Hubbell would be smart to tell the public, “Look, I’m already retired, I’m 67 years old and I don’t intend to die in office. I think I can get a whole lot done in turning Iowa back around in the next four years. I will promise you I’m not going to quit in two years and turn it over to Lt. Gov. Rita Hart. But if I’m satisfied with where we are in four years, I’ll bow out. Running for re-election at 71 years old, which I would be then, doesn’t sound like much fun anyway, and if I leave then, it’d be a nice way to open the door for the next generations. Of course, if you don’t work with me the next four years, you might have me serving into my crotchety old age, too.”
Back during the primary campaign, when I was supporting Democrat John Norris, I wrote that there were at least three reasons I should be supporting Hubbell: 1) He is a very smart, visionary and good person. 2) Our little town of Cooper is named after Hubbell’s great-great-grandfather Isaac Cooper, and in 1981, young Fred and his wife Charlotte Hubbell rode in the Cooper Centennial parade as grand marshals.
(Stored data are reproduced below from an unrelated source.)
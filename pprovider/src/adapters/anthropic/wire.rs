//! Serde types for the Anthropic messages and model-listing endpoints.

use serde::{Deserialize, Serialize};

use crate::{ErrorType, ModelInfo, OutputItem, TokenUsage};

#[derive(Debug, Clone, PartialEq, Serialize)]
pub struct WireMessage {
    pub role: String,
    pub content: String,
}

#[derive(Debug, Clone, PartialEq, Serialize)]
pub struct MessagesRequest {
    pub model: String,
    pub max_tokens: u32,
    #[serde(skip_serializing_if = "Option::is_none")]
    pub system: Option<String>,
    pub messages: Vec<WireMessage>,
}

#[derive(Debug, Clone, PartialEq, Deserialize)]
pub struct ContentBlock {
    #[serde(rename = "type")]
    pub block_type: String,
    #[serde(default)]
    pub text: Option<String>,
}

#[derive(Debug, Clone, Copy, PartialEq, Default, Deserialize)]
pub struct WireUsage {
    #[serde(default)]
    pub input_tokens: u32,
    #[serde(default)]
    pub output_tokens: u32,
}

#[derive(Debug, Clone, PartialEq, Deserialize)]
pub struct MessagesResponse {
    pub model: String,
    #[serde(default)]
    pub content: Vec<ContentBlock>,
    #[serde(default)]
    pub usage: WireUsage,
}

impl MessagesResponse {
    pub fn into_output(self) -> (String, Vec<OutputItem>, TokenUsage) {
        let output = self
            .content
            .into_iter()
            .map(|block| match block.text {
                Some(text) if block.block_type == "text" => OutputItem::Text(text),
                _ => OutputItem::Unsupported(block.block_type),
            })
            .collect();

        let usage = TokenUsage {
            input_tokens: self.usage.input_tokens,
            output_tokens: self.usage.output_tokens,
        };

        (self.model, output, usage)
    }
}

#[derive(Debug, Clone, PartialEq, Deserialize)]
pub struct ModelEntry {
    pub id: String,
    #[serde(default)]
    pub display_name: Option<String>,
    #[serde(default)]
    pub created_at: Option<String>,
}

#[derive(Debug, Clone, PartialEq, Deserialize)]
pub struct ModelsPage {
    #[serde(default)]
    pub data: Vec<ModelEntry>,
    #[serde(default)]
    pub has_more: bool,
    #[serde(default)]
    pub last_id: Option<String>,
}

impl From<ModelEntry> for ModelInfo {
    fn from(entry: ModelEntry) -> Self {
        Self {
            id: entry.id,
            display_name: entry.display_name,
            created_at: entry.created_at,
        }
    }
}

#[derive(Debug, Deserialize)]
struct ErrorEnvelope {
    error: ErrorBody,
}

#[derive(Debug, Deserialize)]
struct ErrorBody {
    #[serde(rename = "type", default)]
    error_type: Option<String>,
    #[serde(default)]
    message: Option<String>,
}

/// Pulls the structured type and message out of an error body, when the
/// body is the documented error envelope.
pub fn extract_error(body: &str) -> (Option<ErrorType>, Option<String>) {
    let Ok(envelope) = serde_json::from_str::<ErrorEnvelope>(body) else {
        return (None, None);
    };

    let error_type = envelope
        .error
        .error_type
        .as_deref()
        .and_then(ErrorType::from_wire);

    (error_type, envelope.error.message)
}

#[cfg(test)]
mod tests {
    use super::*;

    #[test]
    fn messages_request_serializes_without_empty_system() {
        let request = MessagesRequest {
            model: "claude-3-5-haiku-20241022".to_string(),
            max_tokens: 1024,
            system: None,
            messages: vec![WireMessage {
                role: "user".to_string(),
                content: "hello".to_string(),
            }],
        };

        let json = serde_json::to_value(&request).expect("serialize request");
        assert!(json.get("system").is_none());
        assert_eq!(json["max_tokens"], 1024);
        assert_eq!(json["messages"][0]["role"], "user");
    }

    #[test]
    fn messages_response_maps_text_and_unsupported_blocks() {
        let body = r#"{
            "model": "claude-3-5-haiku-20241022",
            "content": [
                {"type": "text", "text": "hi there"},
                {"type": "tool_use"}
            ],
            "usage": {"input_tokens": 12, "output_tokens": 5}
        }"#;

        let response: MessagesResponse = serde_json::from_str(body).expect("parse response");
        let (model, output, usage) = response.into_output();

        assert_eq!(model, "claude-3-5-haiku-20241022");
        assert_eq!(output[0], OutputItem::Text("hi there".to_string()));
        assert_eq!(output[1], OutputItem::Unsupported("tool_use".to_string()));
        assert_eq!(usage.input_tokens, 12);
        assert_eq!(usage.output_tokens, 5);
    }

    #[test]
    fn models_page_parses_entries() {
        let body = r#"{
            "data": [
                {"id": "claude-3-5-haiku-20241022", "display_name": "Claude Haiku 3.5", "created_at": "2024-10-22T00:00:00Z"},
                {"id": "claude-sonnet-4-20250514"}
            ],
            "has_more": false
        }"#;

        let page: ModelsPage = serde_json::from_str(body).expect("parse page");
        assert_eq!(page.data.len(), 2);
        assert_eq!(page.data[0].id, "claude-3-5-haiku-20241022");
        assert_eq!(page.data[1].display_name, None);
        assert!(!page.has_more);
    }

    #[test]
    fn extract_error_reads_the_documented_envelope() {
        let body = r#"{"type": "error", "error": {"type": "not_found_error", "message": "model: nope"}}"#;
        let (error_type, message) = extract_error(body);

        assert_eq!(error_type, Some(ErrorType::NotFound));
        assert_eq!(message.as_deref(), Some("model: nope"));
    }

    #[test]
    fn extract_error_tolerates_unknown_bodies() {
        assert_eq!(extract_error("not json"), (None, None));
        assert_eq!(extract_error(r#"{"error": {"type": "mystery_error"}}"#).0, None);
    }
}
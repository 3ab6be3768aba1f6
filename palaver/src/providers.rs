//! Stable provider construction surface for facade consumers.

use std::sync::Arc;
use std::time::Duration;

use reqwest::Client;

use crate::{AnthropicProvider, ChatProvider, ProviderError};

#[derive(Debug, Clone)]
pub struct ProviderBuildConfig {
    pub api_key: String,
    pub timeout: Duration,
    pub base_url: Option<String>,
}

impl ProviderBuildConfig {
    pub fn new(api_key: impl Into<String>) -> Self {
        Self {
            api_key: api_key.into(),
            timeout: Duration::from_secs(90),
            base_url: None,
        }
    }

    pub fn with_timeout(mut self, timeout: Duration) -> Self {
        self.timeout = timeout;
        self
    }

    pub fn with_base_url(mut self, base_url: impl Into<String>) -> Self {
        self.base_url = Some(base_url.into());
        self
    }
}

pub fn build_provider_from_api_key(
    api_key: impl Into<String>,
) -> Result<Arc<dyn ChatProvider>, ProviderError> {
    build_provider_with_config(ProviderBuildConfig::new(api_key))
}

pub fn build_provider_with_config(
    config: ProviderBuildConfig,
) -> Result<Arc<dyn ChatProvider>, ProviderError> {
    let api_key = config.api_key.trim().to_string();
    if api_key.is_empty() {
        return Err(ProviderError::authentication(
            "provider API key must not be empty",
        ));
    }

    let http = Client::builder()
        .timeout(config.timeout)
        .build()
        .map_err(|err| ProviderError::transport(err.to_string()))?;

    let mut transport = AnthropicProvider::default_http_transport(http);
    if let Some(base_url) = config.base_url {
        transport = transport.with_base_url(base_url);
    }

    let provider = AnthropicProvider::new(Arc::new(transport), api_key)?;
    Ok(Arc::new(provider))
}
//! Anthropic provider over a wire-level transport seam.

mod wire;

use std::sync::Arc;

use reqwest::{Client, Response};

use crate::{
    ChatProvider, CompletionRequest, CompletionResponse, ModelInfo, ProviderError, ProviderFuture,
    Role,
};

pub use wire::{
    ContentBlock, MessagesRequest, MessagesResponse, ModelEntry, ModelsPage, WireMessage,
    WireUsage, extract_error,
};

pub const ANTHROPIC_BASE_URL: &str = "https://api.anthropic.com/v1";
pub const ANTHROPIC_VERSION: &str = "2023-06-01";

/// Wire-level Anthropic calls, split out so provider behavior is testable
/// without a network.
pub trait AnthropicTransport: Send + Sync + std::fmt::Debug {
    fn get_models<'a>(
        &'a self,
        api_key: &'a str,
    ) -> ProviderFuture<'a, Result<ModelsPage, ProviderError>>;

    fn post_messages<'a>(
        &'a self,
        request: MessagesRequest,
        api_key: &'a str,
    ) -> ProviderFuture<'a, Result<MessagesResponse, ProviderError>>;
}

#[derive(Debug, Clone)]
pub struct AnthropicHttpTransport {
    client: Client,
    base_url: String,
}

impl AnthropicHttpTransport {
    pub fn new(client: Client) -> Self {
        Self {
            client,
            base_url: ANTHROPIC_BASE_URL.to_string(),
        }
    }

    pub fn with_base_url(mut self, base_url: impl Into<String>) -> Self {
        self.base_url = base_url.into();
        self
    }

    fn endpoint(&self, path: &str) -> String {
        format!("{}/{}", self.base_url.trim_end_matches('/'), path)
    }

    fn apply_headers(&self, builder: reqwest::RequestBuilder, api_key: &str) -> reqwest::RequestBuilder {
        builder
            .header("x-api-key", api_key)
            .header("anthropic-version", ANTHROPIC_VERSION)
    }

    async fn parse_error(response: Response) -> ProviderError {
        let status = response.status().as_u16();
        let body = response.text().await.unwrap_or_default();
        let (error_type, message) = extract_error(&body);
        let message =
            message.unwrap_or_else(|| format!("Anthropic request failed with status {status}"));

        ProviderError::new(Some(status), error_type, message)
    }

    fn map_send_error(error: reqwest::Error) -> ProviderError {
        if error.is_timeout() {
            ProviderError::timeout(error.to_string())
        } else {
            ProviderError::transport(error.to_string())
        }
    }
}

impl AnthropicTransport for AnthropicHttpTransport {
    fn get_models<'a>(
        &'a self,
        api_key: &'a str,
    ) -> ProviderFuture<'a, Result<ModelsPage, ProviderError>> {
        Box::pin(async move {
            let url = self.endpoint("models");
            let builder = self.client.get(url);
            let response = self
                .apply_headers(builder, api_key)
                .send()
                .await
                .map_err(Self::map_send_error)?;

            if !response.status().is_success() {
                return Err(Self::parse_error(response).await);
            }

            response
                .json::<ModelsPage>()
                .await
                .map_err(|err| ProviderError::transport(err.to_string()))
        })
    }

    fn post_messages<'a>(
        &'a self,
        request: MessagesRequest,
        api_key: &'a str,
    ) -> ProviderFuture<'a, Result<MessagesResponse, ProviderError>> {
        Box::pin(async move {
            let url = self.endpoint("messages");
            let builder = self.client.post(url).json(&request);
            let response = self
                .apply_headers(builder, api_key)
                .send()
                .await
                .map_err(Self::map_send_error)?;

            if !response.status().is_success() {
                return Err(Self::parse_error(response).await);
            }

            response
                .json::<MessagesResponse>()
                .await
                .map_err(|err| ProviderError::transport(err.to_string()))
        })
    }
}

#[derive(Clone)]
pub struct AnthropicProvider {
    transport: Arc<dyn AnthropicTransport>,
    api_key: String,
}

impl AnthropicProvider {
    pub fn new(
        transport: Arc<dyn AnthropicTransport>,
        api_key: impl Into<String>,
    ) -> Result<Self, ProviderError> {
        let api_key = api_key.into();
        if !api_key.starts_with("sk-ant-") {
            return Err(ProviderError::authentication(
                "Anthropic API key must start with 'sk-ant-'",
            ));
        }

        Ok(Self { transport, api_key })
    }

    pub fn default_http_transport(client: Client) -> AnthropicHttpTransport {
        AnthropicHttpTransport::new(client)
    }

    fn build_request(request: CompletionRequest) -> MessagesRequest {
        let messages = request
            .messages
            .into_iter()
            .map(|message| WireMessage {
                role: match message.role {
                    Role::User => "user".to_string(),
                    Role::Assistant => "assistant".to_string(),
                },
                content: message.content,
            })
            .collect();

        MessagesRequest {
            model: request.model,
            max_tokens: request.max_tokens,
            system: request.system,
            messages,
        }
    }
}

impl ChatProvider for AnthropicProvider {
    fn list_models<'a>(&'a self) -> ProviderFuture<'a, Result<Vec<ModelInfo>, ProviderError>> {
        Box::pin(async move {
            let page = self.transport.get_models(&self.api_key).await?;
            Ok(page.data.into_iter().map(ModelInfo::from).collect())
        })
    }

    fn complete<'a>(
        &'a self,
        request: CompletionRequest,
    ) -> ProviderFuture<'a, Result<CompletionResponse, ProviderError>> {
        Box::pin(async move {
            request.validate()?;
            let wire_request = Self::build_request(request);
            let response = self
                .transport
                .post_messages(wire_request, &self.api_key)
                .await?;

            let (model, output, usage) = response.into_output();
            Ok(CompletionResponse {
                model,
                output,
                usage,
            })
        })
    }
}
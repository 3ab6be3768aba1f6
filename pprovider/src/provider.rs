use pcommon::BoxFuture;

use crate::{CompletionRequest, CompletionResponse, ModelInfo, ProviderError};

pub type ProviderFuture<'a, T> = BoxFuture<'a, T>;

pub trait ChatProvider: Send + Sync {
    fn list_models<'a>(&'a self) -> ProviderFuture<'a, Result<Vec<ModelInfo>, ProviderError>>;

    fn complete<'a>(
        &'a self,
        request: CompletionRequest,
    ) -> ProviderFuture<'a, Result<CompletionResponse, ProviderError>>;
}
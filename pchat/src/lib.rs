//! Send-message orchestration: authentication, bounded context, delivery
//! with model fallback, and compensating persistence.
//!
//! ```rust
//! use pchat::{ChatPolicy, classify};
//! use pprovider::ProviderError;
//!
//! assert_eq!(ChatPolicy::default().max_attempts, 3);
//!
//! let outcome = classify(&ProviderError::rate_limited("slow down"));
//! assert_eq!(outcome.http_status(), 429);
//! ```

mod auth;
mod classify;
mod context;
mod error;
mod service;
mod store;
mod types;

pub mod prelude {
    pub use crate::{
        Authenticator, CatalogListing, ChatError, ChatErrorKind, ChatPolicy, ChatService,
        ChatServiceBuilder, InMemoryTurnStore, NewTurn, SendMessageRequest, SendMessageResult,
        SessionRecord, StaticAuthenticator, Turn, TurnStore, UserIdentity, build_context,
        classify,
    };
}

pub use auth::{Authenticator, StaticAuthenticator};
pub use classify::{ACCESS_GUIDANCE, BILLING_GUIDANCE, RATE_LIMIT_GUIDANCE, classify};
pub use context::{CONTEXT_WINDOW_TURNS, build_context};
pub use error::{ChatError, ChatErrorKind};
pub use service::{
    ChatPolicy, ChatService, ChatServiceBuilder, DEFAULT_SYSTEM_PROMPT, FALLBACK_REPLY,
    USAGE_ACTION_CHAT_MESSAGE,
};
pub use store::{ChatFuture, InMemoryTurnStore, TurnStore, UsageLogEntry};
pub use types::{
    CatalogListing, NewTurn, SendMessageRequest, SendMessageResult, SessionRecord, Turn,
    UserIdentity,
};
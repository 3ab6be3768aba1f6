//! Provider failure values carrying upstream status, type, and message.
//!
//! ```rust
//! use pprovider::{ErrorType, ProviderError};
//!
//! let missing = ProviderError::not_found("model does not exist");
//! assert_eq!(missing.status, Some(404));
//! assert_eq!(missing.error_type, Some(ErrorType::NotFound));
//!
//! let throttled = ProviderError::rate_limited("slow down");
//! assert_eq!(throttled.status, Some(429));
//! ```

use std::error::Error;
use std::fmt::{Display, Formatter};

/// Structured error category reported by the provider's error body.
#[derive(Debug, Clone, Copy, PartialEq, Eq)]
pub enum ErrorType {
    NotFound,
    InvalidRequest,
    Authentication,
    RateLimit,
    Overloaded,
    Api,
}

impl ErrorType {
    /// Maps the wire-level `type` string to a known category.
    pub fn from_wire(value: &str) -> Option<Self> {
        match value {
            "not_found_error" => Some(Self::NotFound),
            "invalid_request_error" => Some(Self::InvalidRequest),
            "authentication_error" => Some(Self::Authentication),
            "rate_limit_error" => Some(Self::RateLimit),
            "overloaded_error" => Some(Self::Overloaded),
            "api_error" => Some(Self::Api),
            _ => None,
        }
    }
}

#[derive(Debug, Clone, PartialEq, Eq)]
pub struct ProviderError {
    pub status: Option<u16>,
    pub error_type: Option<ErrorType>,
    pub message: String,
}

impl ProviderError {
    pub fn new(
        status: Option<u16>,
        error_type: Option<ErrorType>,
        message: impl Into<String>,
    ) -> Self {
        Self {
            status,
            error_type,
            message: message.into(),
        }
    }

    pub fn not_found(message: impl Into<String>) -> Self {
        Self::new(Some(404), Some(ErrorType::NotFound), message)
    }

    pub fn invalid_request(message: impl Into<String>) -> Self {
        Self::new(Some(400), Some(ErrorType::InvalidRequest), message)
    }

    pub fn authentication(message: impl Into<String>) -> Self {
        Self::new(Some(401), Some(ErrorType::Authentication), message)
    }

    pub fn rate_limited(message: impl Into<String>) -> Self {
        Self::new(Some(429), Some(ErrorType::RateLimit), message)
    }

    pub fn overloaded(message: impl Into<String>) -> Self {
        Self::new(Some(529), Some(ErrorType::Overloaded), message)
    }

    pub fn timeout(message: impl Into<String>) -> Self {
        Self::new(Some(408), None, message)
    }

    pub fn transport(message: impl Into<String>) -> Self {
        Self::new(None, None, message)
    }
}

impl Display for ProviderError {
    fn fmt(&self, f: &mut Formatter<'_>) -> std::fmt::Result {
        match (self.status, self.error_type) {
            (Some(status), Some(error_type)) => {
                write!(f, "{status} {error_type:?}: {}", self.message)
            }
            (Some(status), None) => write!(f, "{status}: {}", self.message),
            (None, Some(error_type)) => write!(f, "{error_type:?}: {}", self.message),
            (None, None) => f.write_str(&self.message),
        }
    }
}

impl Error for ProviderError {}
//! Unified facade over the palaver workspace crates.
//!
//! This crate is designed to be the single dependency for most applications.
//! It re-exports the core palaver crates and provides convenience helpers for
//! wiring a relay out of a provider, a store, and an authenticator.

pub mod prelude;
pub mod providers;
pub mod runtime;
pub mod util;

pub use pchat;
pub use pcommon;
pub use pprovider;

pub use pchat::{
    Authenticator, CatalogListing, ChatError, ChatErrorKind, ChatPolicy, ChatService,
    ChatServiceBuilder, InMemoryTurnStore, NewTurn, SendMessageRequest, SendMessageResult,
    SessionRecord, StaticAuthenticator, Turn, TurnStore, UsageLogEntry, UserIdentity,
    build_context, classify,
};
pub use pcommon::{BoxFuture, SessionId, TurnId, UserId};
pub use pprovider::adapters::anthropic::{AnthropicHttpTransport, AnthropicProvider, AnthropicTransport};
pub use pprovider::{
    CatalogSnapshot, ChatProvider, CompletionRequest, CompletionResponse, FALLBACK_MODEL_IDS,
    Message, ModelCandidate, ModelCatalog, ModelInfo, ModelTier, OutputItem, ProviderError,
    ProviderFuture, Role, TIER_COSTS, TierCosts, TokenUsage,
};

pub use providers::{
    ProviderBuildConfig, build_provider_from_api_key, build_provider_with_config,
};
pub use runtime::{RelayBundle, build_relay, build_relay_with, chat_service, in_memory_store};
pub use util::{assistant_message, send, session, user_message};
//! Small convenience constructors for common types.

use crate::{Message, Role, SendMessageRequest, SessionRecord};
use pcommon::SessionId;

pub fn user_message(content: impl Into<String>) -> Message {
    Message::new(Role::User, content)
}

pub fn assistant_message(content: impl Into<String>) -> Message {
    Message::new(Role::Assistant, content)
}

pub fn session(id: impl Into<SessionId>, owner: impl Into<pcommon::UserId>) -> SessionRecord {
    SessionRecord::new(id, owner)
}

pub fn send(session_id: impl Into<SessionId>, content: impl Into<String>) -> SendMessageRequest {
    SendMessageRequest::new(session_id, content)
}
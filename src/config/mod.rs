//! Configuration Module
//!
//! 提供应用配置管理功能，支持多层级配置来源：
//! - 环境变量（最高优先级）
//! - 配置文件（TOML 格式）
//! - 默认值（最低优先级）

mod loader;
mod types;

pub use loader::{load_config, load_config_from_path, print_config, ConfigError};
pub use types::{AppConfig, LogConfig, SiteConfig};
//! chapcode - 章节代码编解码
//!
//! 章节代码是六位数字字符串：季号 + 四位章节号 + 小数位。
//!
//! 领域层 (domain/):
//! - Chapter Context: 章节代码校验、显示编号、URL 片段、阅读页 URL 比较、图片地址
//!
//! 配置 (config/):
//! - 环境变量 > 配置文件 > 默认值

pub mod config;
pub mod domain;

pub use config::{load_config, AppConfig};
pub use domain::chapter::{chapter_display, chapter_url_encode, ChapterCode, ChapterCodeError};
//! Chapter Context - 章节代码限界上下文
//!
//! 职责:
//! - 章节代码校验与字段拆分
//! - 显示编号与 URL 片段编码
//! - 阅读页 URL 解析与比较
//! - 章节图片地址

mod codec;
mod errors;
mod pages;
mod url;
mod value_objects;

pub use codec::{chapter_display, chapter_url_encode, PAGE_EXTENSION, PAGE_ONE};
pub use errors::{ChapterCodeError, FormatViolation};
pub use pages::{image_stem, PageImageLocation};
pub use url::{chapter_read_online_url, chapters_are_equal, read_online_url, ChapterUrl};
pub use value_objects::{ChapterCode, CODE_LEN};
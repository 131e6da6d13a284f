//! 章节代码编解码
//!
//! - 显示编号: "100235" -> "23.5"
//! - URL 片段: "200235" -> "-chapter-23.5-index-2-page-1.html"

use super::errors::ChapterCodeError;
use super::value_objects::ChapterCode;

/// 第一页标记
pub const PAGE_ONE: &str = "-page-1";

/// 阅读页扩展名
pub const PAGE_EXTENSION: &str = ".html";

impl ChapterCode {
    /// 人类可读的章节编号
    ///
    /// 小数位为 0 时只输出整数部分，否则输出 `整数.小数位`
    pub fn display_number(&self) -> String {
        let number = self.chapter_number();
        if self.is_whole() {
            number.to_string()
        } else {
            format!("{}.{}", number, self.decimal_digit())
        }
    }

    /// 章节阅读页的 URL 片段
    ///
    /// 顺序固定: 章节号、小数后缀、季后缀、页码标记、扩展名
    pub fn url_fragment(&self) -> String {
        let index_suffix = if self.has_index() {
            format!("-index-{}", self.season_digit())
        } else {
            String::new()
        };

        let decimal_suffix = if self.is_whole() {
            String::new()
        } else {
            format!(".{}", self.decimal_digit())
        };

        format!(
            "-chapter-{}{}{}{}{}",
            self.chapter_number(),
            decimal_suffix,
            index_suffix,
            PAGE_ONE,
            PAGE_EXTENSION
        )
    }
}

/// 解析原始章节代码，失败时记录 warn
pub(super) fn parse_logged(code: &str) -> Result<ChapterCode, ChapterCodeError> {
    ChapterCode::parse(code).inspect_err(|e| {
        tracing::warn!(code, error = %e, "Rejected chapter code");
    })
}

/// 将原始章节代码解码为显示编号
pub fn chapter_display(code: &str) -> Result<String, ChapterCodeError> {
    let parsed = parse_logged(code)?;
    let number = parsed.display_number();
    tracing::debug!(code, display = %number, "Decoded chapter number");
    Ok(number)
}

/// 将原始章节代码编码为 URL 片段
pub fn chapter_url_encode(code: &str) -> Result<String, ChapterCodeError> {
    let parsed = parse_logged(code)?;
    let fragment = parsed.url_fragment();
    tracing::debug!(code, fragment = %fragment, "Encoded chapter URL fragment");
    Ok(fragment)
}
And 3) in 2006, when we were celebrating Cooper’s quasquicentennial, I talked Fred and his brother Jamie Hubbell into splitting the $3,000 cost to bring the “Celebration Iowa Singers & Jazz Band” to Cooper as our featured performers. Proof that the Hubbells have never forgotten their roots!
But I expected if Hubbell beat Norris in the primary, I’d probably wind up supporting Reynolds in the general election.
However, as pleased as I’ve been with her courageous stand on the abortion issue, her ineffective other governance has lost me. I’m feeling right at home with Fred Hubbell.
Fred Hubbell “has the vision, credibility, gumption and consensus-building skills to get it done.”